WHAT THIS TASK INVOLVES:
Extract each line from the entries below that has the string "stored" in it.

***** INPUT MATERIAL *****

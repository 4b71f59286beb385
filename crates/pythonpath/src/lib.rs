//! PYTHONPATH bookkeeping for pathdock: precedence map, startup load,
//! change notification, legacy migration and the path-manager model.
//! pathdock 的 PYTHONPATH 管理：優先順序、啟動載入、變更通知與舊資料移轉。

pub mod export;
pub mod filter;
pub mod load;
pub mod manager;
pub mod map;
pub mod migration;
pub mod probe;
pub mod resolver;

pub use export::{export_pythonpath, join_pythonpath, ExportError};
pub use filter::is_site_packages;
pub use load::{load, LoadInputs, LoadedPaths};
pub use manager::{
    AddOutcome, Move, PathManagerError, PathManagerInputs, PathManagerModel, Section,
};
pub use map::{active_paths, compute_map, PathEntry, PrecedenceMap};
pub use migration::{migrate_legacy_files, LEGACY_NOT_ACTIVE_FILE, LEGACY_PATH_FILE};
pub use probe::{
    split_search_path, EnvSystemPath, FsProbe, OsFsProbe, StaticSystemPath, SystemPathSource,
    PYTHONPATH_VAR,
};
pub use resolver::{
    keys, PathChange, PathPrecedenceResolver, PythonpathError, SubscriptionId, CONF_SECTION,
};
use once_cell::sync::Lazy;
use regex::Regex;

#[cfg(windows)]
static SITE_PACKAGES: Lazy<Regex> = Lazy::new(|| {
    Regex::new(r".*lib/(?:site|dist)-packages.*").expect("site-packages pattern is valid")
});

#[cfg(not(windows))]
static SITE_PACKAGES: Lazy<Regex> = Lazy::new(|| {
    Regex::new(r".*lib/python[^/]+/(?:site|dist)-packages.*").expect("site-packages pattern is valid")
});

/// 判斷路徑是否為直譯器管理的套件目錄。 / Whether `path` is an interpreter package directory.
///
/// `site-packages` and `dist-packages` directories are never offered as
/// search paths.
pub fn is_site_packages(path: &str) -> bool {
    let normalized = path.replace('\\', "/");
    SITE_PACKAGES
        .find(&normalized)
        .is_some_and(|found| found.start() == 0)
}
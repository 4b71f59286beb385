use serde::{Deserialize, Serialize};
use std::io;
use std::path::PathBuf;
use thiserror::Error;

#[derive(Debug, Error)]
pub enum ConfigError {
    #[error("failed to read configuration {path}: {source}")]
    Read {
        path: PathBuf,
        #[source]
        source: io::Error,
    },
    #[error("failed to parse configuration {path}: {source}")]
    Parse {
        path: PathBuf,
        #[source]
        source: serde_json::Error,
    },
    #[error("failed to serialize configuration {path}: {source}")]
    Serialize {
        path: PathBuf,
        #[source]
        source: serde_json::Error,
    },
    #[error("failed to write configuration {path}: {source}")]
    Write {
        path: PathBuf,
        #[source]
        source: io::Error,
    },
    #[error("failed to prepare directory {path}: {source}")]
    CreateDir {
        path: PathBuf,
        #[source]
        source: io::Error,
    },
}

/// 設定選項的值。 / Value stored under a configuration option.
///
/// Serialized untagged so that the on-disk JSON stays plain
/// (`true`, `"text"`, `["a", "b"]`).
#[derive(Debug, Clone, PartialEq, Eq, Serialize, Deserialize)]
#[serde(untagged)]
pub enum ConfigValue {
    Bool(bool),
    Int(i64),
    Text(String),
    List(Vec<String>),
}

impl ConfigValue {
    pub fn as_bool(&self) -> Option<bool> {
        match self {
            ConfigValue::Bool(value) => Some(*value),
            _ => None,
        }
    }

    pub fn as_int(&self) -> Option<i64> {
        match self {
            ConfigValue::Int(value) => Some(*value),
            _ => None,
        }
    }

    pub fn as_text(&self) -> Option<&str> {
        match self {
            ConfigValue::Text(value) => Some(value),
            _ => None,
        }
    }

    pub fn as_list(&self) -> Option<&[String]> {
        match self {
            ConfigValue::List(values) => Some(values),
            _ => None,
        }
    }
}

impl From<bool> for ConfigValue {
    fn from(value: bool) -> Self {
        ConfigValue::Bool(value)
    }
}

impl From<i64> for ConfigValue {
    fn from(value: i64) -> Self {
        ConfigValue::Int(value)
    }
}

impl From<String> for ConfigValue {
    fn from(value: String) -> Self {
        ConfigValue::Text(value)
    }
}

impl From<&str> for ConfigValue {
    fn from(value: &str) -> Self {
        ConfigValue::Text(value.to_string())
    }
}

impl From<Vec<String>> for ConfigValue {
    fn from(values: Vec<String>) -> Self {
        ConfigValue::List(values)
    }
}

impl From<&[String]> for ConfigValue {
    fn from(values: &[String]) -> Self {
        ConfigValue::List(values.to_vec())
    }
}

/// 以區段與鍵存取的設定儲存介面。 / Sectioned key/value configuration store.
///
/// Every `set` is persisted before returning; keys are independent, so
/// rewriting one never requires touching another.
pub trait ConfigStore {
    /// Returns the raw value of `section.key`, if any.
    fn get(&self, section: &str, key: &str) -> Option<ConfigValue>;

    /// Stores `value` under `section.key` and persists it.
    fn set(&mut self, section: &str, key: &str, value: ConfigValue) -> Result<(), ConfigError>;

    /// Returns `section.key` or `default` when the option is missing.
    fn get_or(&self, section: &str, key: &str, default: ConfigValue) -> ConfigValue {
        self.get(section, key).unwrap_or(default)
    }

    /// Reads a boolean option; values of another type fall back to `default`.
    fn get_bool(&self, section: &str, key: &str, default: bool) -> bool {
        self.get(section, key)
            .and_then(|value| value.as_bool())
            .unwrap_or(default)
    }

    /// Reads a string list option; missing or mistyped values read as empty.
    fn get_list(&self, section: &str, key: &str) -> Vec<String> {
        self.get(section, key)
            .and_then(|value| value.as_list().map(<[String]>::to_vec))
            .unwrap_or_default()
    }
}

#[cfg(test)]
mod tests {
    use super::*;

    #[test]
    fn untagged_values_serialize_as_plain_json() {
        let list = ConfigValue::from(vec!["/a".to_string(), "/b".to_string()]);
        assert_eq!(serde_json::to_string(&list).unwrap(), r#"["/a","/b"]"#);
        assert_eq!(serde_json::to_string(&ConfigValue::Bool(false)).unwrap(), "false");

        let parsed: ConfigValue = serde_json::from_str("42").unwrap();
        assert_eq!(parsed.as_int(), Some(42));
        let parsed: ConfigValue = serde_json::from_str(r#""text""#).unwrap();
        assert_eq!(parsed.as_text(), Some("text"));
    }

    #[test]
    fn accessors_reject_other_variants() {
        let value = ConfigValue::Text("true".into());
        assert_eq!(value.as_bool(), None);
        assert_eq!(value.as_list(), None);
        assert_eq!(ConfigValue::Bool(true).as_text(), None);
    }
}
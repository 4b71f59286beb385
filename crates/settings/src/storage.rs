use std::collections::BTreeMap;
use std::fs;
use std::path::{Path, PathBuf};

use serde::{Deserialize, Serialize};
use tracing::debug;

use crate::{ConfigError, ConfigStore, ConfigValue};

const CONFIG_VERSION: u32 = 1;

type Sections = BTreeMap<String, BTreeMap<String, ConfigValue>>;

/// 僅存在記憶體中的設定儲存。 / Configuration store that lives only in memory.
#[derive(Debug, Clone, Default, PartialEq, Eq)]
pub struct MemoryConfigStore {
    sections: Sections,
}

impl MemoryConfigStore {
    pub fn new() -> Self {
        Self::default()
    }

    /// 目前所有選項的數量。 / Total number of stored options.
    pub fn len(&self) -> usize {
        self.sections.values().map(BTreeMap::len).sum()
    }

    pub fn is_empty(&self) -> bool {
        self.len() == 0
    }
}

impl ConfigStore for MemoryConfigStore {
    fn get(&self, section: &str, key: &str) -> Option<ConfigValue> {
        self.sections.get(section)?.get(key).cloned()
    }

    fn set(&mut self, section: &str, key: &str, value: ConfigValue) -> Result<(), ConfigError> {
        self.sections
            .entry(section.to_string())
            .or_default()
            .insert(key.to_string(), value);
        Ok(())
    }
}

#[derive(Debug, Clone, PartialEq, Eq, Serialize, Deserialize)]
struct ConfigFile {
    #[serde(default = "default_version")]
    version: u32,
    #[serde(default)]
    sections: Sections,
}

fn default_version() -> u32 {
    CONFIG_VERSION
}

impl Default for ConfigFile {
    fn default() -> Self {
        Self {
            version: CONFIG_VERSION,
            sections: Sections::new(),
        }
    }
}

/// 以 JSON 檔案保存的設定儲存。 / Configuration store persisted as a JSON file.
///
/// Every `set` rewrites the whole file through a temporary sibling and a
/// rename, so a crash never leaves a half-written configuration behind.
#[derive(Debug)]
pub struct JsonConfigStore {
    path: PathBuf,
    data: ConfigFile,
}

impl JsonConfigStore {
    /// 載入設定檔；若不存在則從空白開始。 / Loads the file, starting empty when it does not exist.
    pub fn load(path: impl AsRef<Path>) -> Result<Self, ConfigError> {
        let path = path.as_ref().to_path_buf();
        if !path.exists() {
            debug!(path = %path.display(), "configuration file missing, starting empty");
            return Ok(Self {
                path,
                data: ConfigFile::default(),
            });
        }

        let contents = fs::read_to_string(&path).map_err(|source| ConfigError::Read {
            path: path.clone(),
            source,
        })?;
        let mut data: ConfigFile =
            serde_json::from_str(&contents).map_err(|source| ConfigError::Parse {
                path: path.clone(),
                source,
            })?;
        if data.version == 0 {
            data.version = CONFIG_VERSION;
        }
        Ok(Self { path, data })
    }

    pub fn path(&self) -> &Path {
        &self.path
    }

    /// 列出所有區段名稱。 / Names of the sections currently stored.
    pub fn sections(&self) -> impl Iterator<Item = &str> {
        self.data.sections.keys().map(String::as_str)
    }

    pub fn save(&self) -> Result<(), ConfigError> {
        if let Some(parent) = self.path.parent() {
            fs::create_dir_all(parent).map_err(|source| ConfigError::CreateDir {
                path: parent.to_path_buf(),
                source,
            })?;
        }
        let payload = serde_json::to_string_pretty(&self.data).map_err(|source| {
            ConfigError::Serialize {
                path: self.path.clone(),
                source,
            }
        })?;

        let tmp_path = self.path.with_extension("tmp");
        fs::write(&tmp_path, payload.as_bytes()).map_err(|source| ConfigError::Write {
            path: tmp_path.clone(),
            source,
        })?;
        fs::rename(&tmp_path, &self.path).map_err(|source| ConfigError::Write {
            path: self.path.clone(),
            source,
        })
    }
}

impl ConfigStore for JsonConfigStore {
    fn get(&self, section: &str, key: &str) -> Option<ConfigValue> {
        self.data.sections.get(section)?.get(key).cloned()
    }

    fn set(&mut self, section: &str, key: &str, value: ConfigValue) -> Result<(), ConfigError> {
        let options = self.data.sections.entry(section.to_string()).or_default();
        if options.get(key) == Some(&value) && self.path.exists() {
            return Ok(());
        }
        let previous = options.insert(key.to_string(), value);
        if let Err(err) = self.save() {
            // 寫入失敗時還原記憶體內容。 / Keep memory in step with the file on failure.
            let options = self.data.sections.entry(section.to_string()).or_default();
            match previous {
                Some(previous) => {
                    options.insert(key.to_string(), previous);
                }
                None => {
                    options.remove(key);
                    if options.is_empty() {
                        self.data.sections.remove(section);
                    }
                }
            }
            return Err(err);
        }
        Ok(())
    }
}
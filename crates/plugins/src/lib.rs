//! Plugin wiring for pathdock: preferences pages, the console hub, the
//! PYTHONPATH manager and the variable explorer, started in dependency order.
//! pathdock 的外掛組裝：偏好設定頁、主控台、PYTHONPATH 管理與變數瀏覽器。

pub mod console;
pub mod plugin;
pub mod preferences;
pub mod pythonpath_manager;
pub mod startup;
pub mod variable_explorer;
pub mod workbench;

pub use console::{
    ConsoleError, ConsoleHub, NamespaceViewSettings, ShellConnect, ShellEvent, ShellId,
    ShellState,
};
pub use plugin::{Plugin, PluginId};
pub use preferences::{ConfigPage, PreferencesAction, PreferencesRegistry, MOST_IMPORTANT_PAGES};
pub use pythonpath_manager::PythonpathManager;
pub use startup::{resolve_startup_order, StartupError};
pub use variable_explorer::VariableExplorer;
pub use workbench::{Workbench, WorkbenchError};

*****

RESPONSE BOX:
/// 設定選項的值。 / Value stored under a configuration option.
    /// 目前所有選項的數量。 / Total number of stored options.
    /// 列出所有區段名稱。 / Names of the sections currently stored.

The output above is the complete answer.